RimabotulinumtoxinB Effects on Pain Associated with Cervical Dystonia: Results of Placebo and Comparator-Controlled Studies

Response rate (RR) and mean improvement (MI) in the pain subscale of the Toronto Western Spasmodic Torticollis Rating Scale (TWSTRS-PS) from two placebo-controlled studies and one comparator-controlled study were evaluated to examine the effect of rimabotulinumtoxinB (BoNT-B) on cervical dystonia (CD) pain. Subjects receiving either of two doses of BoNT-B in the AN072-301 trial had an RR of 66% and 58% compared with 23% for placebo (p < .05).
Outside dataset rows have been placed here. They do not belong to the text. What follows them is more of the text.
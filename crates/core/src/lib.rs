//! Skiff core types: resource keys, derived ids, kinds and service states.

#![forbid(unsafe_code)]

use std::fmt;
use std::str::FromStr;

use serde::{Deserialize, Serialize};
use uuid::Uuid;

mod state;

pub use state::{ClusterStatusSnapshot, LogLevel, ServiceState};

/// Group used when a resource object carries no explicit `group`.
pub const DEFAULT_GROUP: &str = "default";

/// Namespace for name-based resource ids. Changing it changes every id.
const ID_NAMESPACE: Uuid = Uuid::from_u128(0x736b_6966_662d_6b65_7973_2d76_3500_0001);

#[derive(Debug, thiserror::Error, PartialEq, Eq)]
pub enum CoreError {
    #[error("resource object is missing `{0}`")]
    MissingField(&'static str),
    #[error("resource object is not a JSON object")]
    NotAnObject,
    #[error("unknown resource kind: {0}")]
    UnknownKind(String),
    #[error("invalid status snapshot: {0}")]
    Snapshot(String),
}

pub type CoreResult<T> = Result<T, CoreError>;

/// Identifies one managed resource instance.
#[derive(Debug, Clone, PartialEq, Eq, Hash, Serialize, Deserialize)]
pub struct ResourceKey {
    pub group: String,
    pub name: String,
}

impl ResourceKey {
    pub fn new(group: impl Into<String>, name: impl Into<String>) -> Self {
        Self { group: group.into(), name: name.into() }
    }

    /// Extract the key from any resource object. Field order in the object is irrelevant.
    pub fn from_value(v: &serde_json::Value) -> CoreResult<Self> {
        let obj = v.as_object().ok_or(CoreError::NotAnObject)?;
        let name = obj
            .get("name")
            .and_then(|n| n.as_str())
            .filter(|n| !n.is_empty())
            .ok_or(CoreError::MissingField("name"))?;
        let group = obj.get("group").and_then(|g| g.as_str()).unwrap_or(DEFAULT_GROUP);
        Ok(Self::new(group, name))
    }

    pub fn id(&self) -> ResourceId {
        get_id(self)
    }
}

impl fmt::Display for ResourceKey {
    fn fmt(&self, f: &mut fmt::Formatter<'_>) -> fmt::Result {
        write!(f, "{}/{}", self.group, self.name)
    }
}

/// Stable string id derived from (group, name); used as dedup key and entity index.
#[derive(Debug, Clone, PartialEq, Eq, Hash, PartialOrd, Ord, Serialize, Deserialize)]
#[serde(transparent)]
pub struct ResourceId(String);

impl ResourceId {
    pub fn as_str(&self) -> &str {
        &self.0
    }
}

impl fmt::Display for ResourceId {
    fn fmt(&self, f: &mut fmt::Formatter<'_>) -> fmt::Result {
        f.write_str(&self.0)
    }
}

impl AsRef<str> for ResourceId {
    fn as_ref(&self) -> &str {
        &self.0
    }
}

/// Deterministic id for a key: a v5 UUID over `group NUL name`.
///
/// The separator keeps `("a_b", "c")` and `("a", "b_c")` apart.
pub fn get_id(key: &ResourceKey) -> ResourceId {
    let mut buf = Vec::with_capacity(key.group.len() + key.name.len() + 1);
    buf.extend_from_slice(key.group.as_bytes());
    buf.push(0);
    buf.extend_from_slice(key.name.as_bytes());
    ResourceId(Uuid::new_v5(&ID_NAMESPACE, &buf).hyphenated().to_string())
}

/// Kinds of resources managed through the console API.
#[derive(Debug, Clone, Copy, PartialEq, Eq, Hash, PartialOrd, Ord, Serialize, Deserialize)]
#[serde(rename_all = "lowercase")]
pub enum ResourceKind {
    Broker,
    Worker,
    Zookeeper,
    Topic,
    Connector,
    Pipeline,
    Workspace,
    Shabondi,
}

impl ResourceKind {
    pub const ALL: [ResourceKind; 8] = [
        ResourceKind::Broker,
        ResourceKind::Worker,
        ResourceKind::Zookeeper,
        ResourceKind::Topic,
        ResourceKind::Connector,
        ResourceKind::Pipeline,
        ResourceKind::Workspace,
        ResourceKind::Shabondi,
    ];

    /// Singular lower-case label, as used in titles ("broker").
    pub fn label(self) -> &'static str {
        match self {
            ResourceKind::Broker => "broker",
            ResourceKind::Worker => "worker",
            ResourceKind::Zookeeper => "zookeeper",
            ResourceKind::Topic => "topic",
            ResourceKind::Connector => "connector",
            ResourceKind::Pipeline => "pipeline",
            ResourceKind::Workspace => "workspace",
            ResourceKind::Shabondi => "shabondi",
        }
    }

    /// REST path segment; also the entity-table name.
    pub fn plural(self) -> &'static str {
        match self {
            ResourceKind::Broker => "brokers",
            ResourceKind::Worker => "workers",
            ResourceKind::Zookeeper => "zookeepers",
            ResourceKind::Topic => "topics",
            ResourceKind::Connector => "connectors",
            ResourceKind::Pipeline => "pipelines",
            ResourceKind::Workspace => "workspaces",
            ResourceKind::Shabondi => "shabondis",
        }
    }

    /// Kinds that run as services and therefore support start/stop.
    pub fn is_service(self) -> bool {
        !matches!(self, ResourceKind::Pipeline | ResourceKind::Workspace)
    }
}

impl fmt::Display for ResourceKind {
    fn fmt(&self, f: &mut fmt::Formatter<'_>) -> fmt::Result {
        f.write_str(self.label())
    }
}

impl FromStr for ResourceKind {
    type Err = CoreError;

    fn from_str(s: &str) -> Result<Self, Self::Err> {
        let lower = s.to_ascii_lowercase();
        ResourceKind::ALL
            .into_iter()
            .find(|k| k.label() == lower || k.plural() == lower)
            .ok_or_else(|| CoreError::UnknownKind(s.to_string()))
    }
}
Subjects receiving BoNT-B in the AN072-302 trial had an RR of 49% compared with 19% for placebo (p < .05). Subjects receiving BoNT-B in the AN072-402 comparator-controlled trial had a significantly higher RR than those treated with BoNT-A (59% vs. 36%; p < .05). Additionally, subjects treated with BoNT-B in these placebo-controlled trials had significantly larger MIs than those treated with placebo (4.3 and 3.7 vs. 0.5 for AN072-301 and 3.6 vs. 0.1 for AN072-302; p < .05). Subjects treated with BoNT-B in the comparator-controlled trial demonstrated a numerically larger MI than those treated with BoNT-A (2.6 vs. 1.8; p = .1651). These results support the consideration of BoNT-B as an effective first-line botulinum toxin treatment for patients with CD who list pain as a primary complaint.